//! Actions and action resolution.
//!
//! An [`Action`] is the unit a request is dispatched to. It is either
//! inline (a handler registered in the controller's [`Methods`] table) or an
//! object built by the [`ObjectFactory`] from the controller's
//! [`ActionMap`](crate::ActionMap). Both kinds bind request parameters the
//! same way before running.
//!
//! [`resolve`] maps an action id to an action:
//!
//! 1. an inline method with that name, unless the id is empty or reserved;
//! 2. otherwise an entry in the action map;
//! 3. otherwise nothing.
//!
//! An object action learns its id through [`ActionObject::init`].

use std::fmt;

use tracing::debug;

use crate::controller::{Controller, InlineMethod, Methods};
use crate::error::{ConfigError, DispatchError, DispatchResult};
use crate::factory::{ObjectFactory, Origin};
use crate::output::OutputBuffer;
use crate::params::{bind, Args, Param, Params};

/// Action id that never resolves to an inline method.
pub const RESERVED_ACTION_ID: &str = "s";

/// Returns true if `id` cannot name an inline action.
pub fn is_reserved(id: &str) -> bool {
    id.is_empty() || id.eq_ignore_ascii_case(RESERVED_ACTION_ID)
}

/// An action implemented as an object.
///
/// Objects are built fresh for each dispatch, so `run` may keep state in
/// `self`.
pub trait ActionObject<C: Controller> {
    /// The formal parameters of [`run`](Self::run). None by default.
    fn params(&self) -> Vec<Param> {
        Vec::new()
    }

    /// Called once after construction with the action id it was resolved
    /// for. An error fails the dispatch.
    fn init(&mut self, id: &str) -> Result<(), ConfigError> {
        let _ = id;
        Ok(())
    }

    /// Runs the action with bound arguments.
    fn run(
        &mut self,
        controller: &mut C,
        output: &mut OutputBuffer,
        args: Args,
    ) -> anyhow::Result<()>;
}

enum ActionKind<C: Controller> {
    Inline(InlineMethod<C>),
    Object {
        class: String,
        object: Box<dyn ActionObject<C>>,
    },
}

/// A resolved action, ready to run.
pub struct Action<C: Controller> {
    id: String,
    controller_id: String,
    kind: ActionKind<C>,
}

impl<C: Controller> Action<C> {
    /// Wraps an inline method.
    pub fn inline(
        id: impl Into<String>,
        controller_id: impl Into<String>,
        method: InlineMethod<C>,
    ) -> Self {
        Self {
            id: id.into(),
            controller_id: controller_id.into(),
            kind: ActionKind::Inline(method),
        }
    }

    /// Wraps a constructed action object.
    pub fn object(
        id: impl Into<String>,
        controller_id: impl Into<String>,
        class: impl Into<String>,
        object: Box<dyn ActionObject<C>>,
    ) -> Self {
        Self {
            id: id.into(),
            controller_id: controller_id.into(),
            kind: ActionKind::Object {
                class: class.into(),
                object,
            },
        }
    }

    /// The action id as requested.
    pub fn id(&self) -> &str {
        &self.id
    }

    /// Id of the owning controller.
    pub fn controller_id(&self) -> &str {
        &self.controller_id
    }

    /// Returns true for inline actions.
    pub fn is_inline(&self) -> bool {
        matches!(self.kind, ActionKind::Inline(_))
    }

    /// The class of an object action.
    pub fn class(&self) -> Option<&str> {
        match &self.kind {
            ActionKind::Inline(_) => None,
            ActionKind::Object { class, .. } => Some(class),
        }
    }

    /// The formal parameters.
    pub fn params(&self) -> Vec<Param> {
        match &self.kind {
            ActionKind::Inline(method) => method.params().to_vec(),
            ActionKind::Object { object, .. } => object.params(),
        }
    }

    /// Binds `params` and runs the action.
    ///
    /// An action without formal parameters is invoked directly. A rejected
    /// binding fails with [`DispatchError::InvalidParams`] without running
    /// anything.
    pub fn run_with_params(
        &mut self,
        controller: &mut C,
        output: &mut OutputBuffer,
        params: &Params,
    ) -> DispatchResult {
        let formal = self.params();
        let args = if formal.is_empty() {
            Args::new()
        } else {
            bind(&formal, params).map_err(|reason| {
                debug!(action = %self.id, param = reason.param(), "parameter binding rejected");
                DispatchError::InvalidParams {
                    action: self.id.clone(),
                    reason,
                }
            })?
        };

        debug!(action = %self.id, args = args.len(), "running action");
        let result = match &mut self.kind {
            ActionKind::Inline(method) => (method.handler())(controller, output, args),
            ActionKind::Object { object, .. } => object.run(controller, output, args),
        };
        result.map_err(DispatchError::Handler)
    }
}

impl<C: Controller> fmt::Debug for Action<C> {
    fn fmt(&self, f: &mut fmt::Formatter<'_>) -> fmt::Result {
        f.debug_struct("Action")
            .field("id", &self.id)
            .field("controller", &self.controller_id)
            .field("class", &self.class())
            .finish()
    }
}

/// Resolves `id` against a controller.
///
/// Returns `Ok(None)` when no action matches. Constructing an object action
/// can fail, for example when the class does not have the action capability.
pub fn resolve<C: Controller>(
    controller: &C,
    methods: &Methods<C>,
    factory: &dyn ObjectFactory<C>,
    id: &str,
) -> Result<Option<Action<C>>, ConfigError> {
    if !is_reserved(id) {
        if let Some(method) = methods.find_action(id) {
            debug!(controller = controller.id(), action = id, "resolved inline action");
            return Ok(Some(Action::inline(id, controller.id(), method.clone())));
        }
    }

    let actions = controller.actions();
    let Some(spec) = actions.get(id) else {
        return Ok(None);
    };

    let component = factory.construct(spec, Origin::Action { controller, id })?;
    let mut object = component.into_action(spec.class())?;
    object.init(id)?;
    debug!(
        controller = controller.id(),
        action = id,
        class = spec.class(),
        "resolved object action"
    );
    Ok(Some(Action::object(id, controller.id(), spec.class(), object)))
}
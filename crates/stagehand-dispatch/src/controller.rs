//! The controller contract.
//!
//! A controller groups related actions. It supplies:
//!
//! - a static [`Methods`] table: its inline actions (with their parameter
//!   descriptors) and its inline filter methods;
//! - its filter declarations ([`Controller::filters`]);
//! - its object action map ([`Controller::actions`]);
//! - optional before/after hooks.
//!
//! # Example
//!
//! ```rust
//! use std::fmt::Write;
//! use stagehand_dispatch::{Controller, FilterDecl, Methods, Param};
//!
//! struct PostController {
//!     logged_in: bool,
//! }
//!
//! impl Controller for PostController {
//!     fn id(&self) -> &str {
//!         "post"
//!     }
//!
//!     fn methods() -> Methods<Self> {
//!         Methods::<Self>::new()
//!             .action("view", &[Param::required("id")], |_ctrl, out, args| {
//!                 let id: u64 = args.get(0)?;
//!                 write!(out, "post #{}", id)?;
//!                 Ok(())
//!             })
//!             .filter("accessControl", |chain, params| {
//!                 if chain.controller().logged_in {
//!                     chain.run(params)?;
//!                 }
//!                 Ok(())
//!             })
//!     }
//!
//!     fn filters(&self) -> Vec<FilterDecl> {
//!         vec!["accessControl - login".into()]
//!     }
//! }
//! ```

use std::collections::HashMap;
use std::fmt;
use std::rc::Rc;

use crate::action::Action;
use crate::chain::FilterChain;
use crate::declaration::{ActionMap, FilterDecl};
use crate::error::DispatchResult;
use crate::output::OutputBuffer;
use crate::params::{Args, Param, Params};

/// Handler for an inline action.
///
/// Receives the controller, the output capture and the bound arguments.
pub type ActionFn<C> = Rc<dyn Fn(&mut C, &mut OutputBuffer, Args) -> anyhow::Result<()>>;

/// Handler for an inline filter.
///
/// Must call `chain.run(params)` for execution to continue.
pub type FilterFn<C> = Rc<dyn Fn(&mut FilterChain<'_, C>, &Params) -> DispatchResult>;

/// A named group of actions.
pub trait Controller: Sized + 'static {
    /// The controller id, used in logs and error messages.
    fn id(&self) -> &str;

    /// The inline action and filter methods.
    ///
    /// Called once when a [`Dispatcher`](crate::Dispatcher) is created.
    fn methods() -> Methods<Self>;

    /// Filter declarations, in execution order.
    fn filters(&self) -> Vec<FilterDecl> {
        Vec::new()
    }

    /// Object actions keyed by action id.
    fn actions(&self) -> ActionMap {
        ActionMap::new()
    }

    /// The action reported when an empty action id is requested.
    fn default_action(&self) -> &str {
        "index"
    }

    /// Runs before any filter or the action. Returning false aborts the dispatch.
    fn before_action(&mut self, _action: &Action<Self>) -> bool {
        true
    }

    /// Runs after the chain with the captured output.
    fn after_action(&mut self, _action: &Action<Self>, _output: &mut OutputBuffer) {}
}

/// An inline action: its parameter descriptors plus the handler.
pub struct InlineMethod<C> {
    params: Vec<Param>,
    handler: ActionFn<C>,
}

impl<C> InlineMethod<C> {
    /// The formal parameters.
    pub fn params(&self) -> &[Param] {
        &self.params
    }

    /// The handler.
    pub fn handler(&self) -> &ActionFn<C> {
        &self.handler
    }
}

impl<C> Clone for InlineMethod<C> {
    fn clone(&self) -> Self {
        Self {
            params: self.params.clone(),
            handler: self.handler.clone(),
        }
    }
}

impl<C> fmt::Debug for InlineMethod<C> {
    fn fmt(&self, f: &mut fmt::Formatter<'_>) -> fmt::Result {
        f.debug_struct("InlineMethod")
            .field("params", &self.params)
            .finish_non_exhaustive()
    }
}

/// A controller's inline action and filter methods.
///
/// Names are matched case-insensitively.
pub struct Methods<C: Controller> {
    actions: HashMap<String, InlineMethod<C>>,
    filters: HashMap<String, FilterFn<C>>,
}

impl<C: Controller> Methods<C> {
    /// Creates an empty table.
    pub fn new() -> Self {
        Self {
            actions: HashMap::new(),
            filters: HashMap::new(),
        }
    }

    /// Registers an inline action.
    ///
    /// An action with no parameters is invoked directly, skipping binding.
    pub fn action<F>(mut self, name: &str, params: &[Param], f: F) -> Self
    where
        F: Fn(&mut C, &mut OutputBuffer, Args) -> anyhow::Result<()> + 'static,
    {
        self.actions.insert(
            name.to_lowercase(),
            InlineMethod {
                params: params.to_vec(),
                handler: Rc::new(f),
            },
        );
        self
    }

    /// Registers an inline filter method.
    pub fn filter<F>(mut self, name: &str, f: F) -> Self
    where
        F: Fn(&mut FilterChain<'_, C>, &Params) -> DispatchResult + 'static,
    {
        self.filters.insert(name.to_lowercase(), Rc::new(f));
        self
    }

    /// Looks up an inline action.
    pub fn find_action(&self, name: &str) -> Option<&InlineMethod<C>> {
        self.actions.get(&name.to_lowercase())
    }

    /// Looks up an inline filter.
    pub fn find_filter(&self, name: &str) -> Option<&FilterFn<C>> {
        self.filters.get(&name.to_lowercase())
    }

    /// Returns true if an inline action named `name` exists.
    pub fn has_action(&self, name: &str) -> bool {
        self.find_action(name).is_some()
    }

    /// Returns true if an inline filter named `name` exists.
    pub fn has_filter(&self, name: &str) -> bool {
        self.find_filter(name).is_some()
    }
}

impl<C: Controller> Default for Methods<C> {
    fn default() -> Self {
        Self::new()
    }
}

impl<C: Controller> fmt::Debug for Methods<C> {
    fn fmt(&self, f: &mut fmt::Formatter<'_>) -> fmt::Result {
        let mut actions: Vec<_> = self.actions.keys().collect();
        actions.sort();
        let mut filters: Vec<_> = self.filters.keys().collect();
        filters.sort();
        f.debug_struct("Methods")
            .field("actions", &actions)
            .field("filters", &filters)
            .finish()
    }
}
//! Output capture for a dispatch call.
//!
//! Everything an action or filter produces goes into an [`OutputBuffer`]
//! owned by the dispatch call. After-action hooks receive the buffer for
//! post-processing; the final contents are returned to the caller in
//! [`Dispatched::Completed`](crate::Dispatched::Completed). If parameter
//! binding is rejected the buffer is dropped and nothing is returned.

use std::fmt;

/// Captured response body text.
///
/// Implements [`fmt::Write`], so handlers can use `write!`:
///
/// ```rust
/// use std::fmt::Write;
/// use stagehand_dispatch::OutputBuffer;
///
/// let mut out = OutputBuffer::new();
/// write!(out, "{} items", 3).unwrap();
/// assert_eq!(out.as_str(), "3 items");
/// ```
#[derive(Debug, Clone, Default, PartialEq, Eq)]
pub struct OutputBuffer {
    buf: String,
}

impl OutputBuffer {
    /// Creates an empty buffer.
    pub fn new() -> Self {
        Self::default()
    }

    /// Appends text.
    pub fn push_str(&mut self, s: &str) {
        self.buf.push_str(s);
    }

    /// The captured text so far.
    pub fn as_str(&self) -> &str {
        &self.buf
    }

    /// Length in bytes.
    pub fn len(&self) -> usize {
        self.buf.len()
    }

    /// Returns true if nothing was captured.
    pub fn is_empty(&self) -> bool {
        self.buf.is_empty()
    }

    /// Discards everything captured so far.
    pub fn clear(&mut self) {
        self.buf.clear();
    }

    /// Replaces the captured text, returning the previous contents.
    pub fn replace(&mut self, text: impl Into<String>) -> String {
        std::mem::replace(&mut self.buf, text.into())
    }

    /// Takes the captured text, leaving the buffer empty.
    pub fn take(&mut self) -> String {
        std::mem::take(&mut self.buf)
    }

    /// Consumes the buffer.
    pub fn into_string(self) -> String {
        self.buf
    }
}

impl fmt::Write for OutputBuffer {
    fn write_str(&mut self, s: &str) -> fmt::Result {
        self.buf.push_str(s);
        Ok(())
    }
}

impl fmt::Display for OutputBuffer {
    fn fmt(&self, f: &mut fmt::Formatter<'_>) -> fmt::Result {
        f.write_str(&self.buf)
    }
}

impl From<OutputBuffer> for String {
    fn from(out: OutputBuffer) -> Self {
        out.buf
    }
}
#####
**Aim of the exercise:** For the word "InlineMethod", how many lines in the records above contain it? Answer with the number and nothing else.

**Output:** 11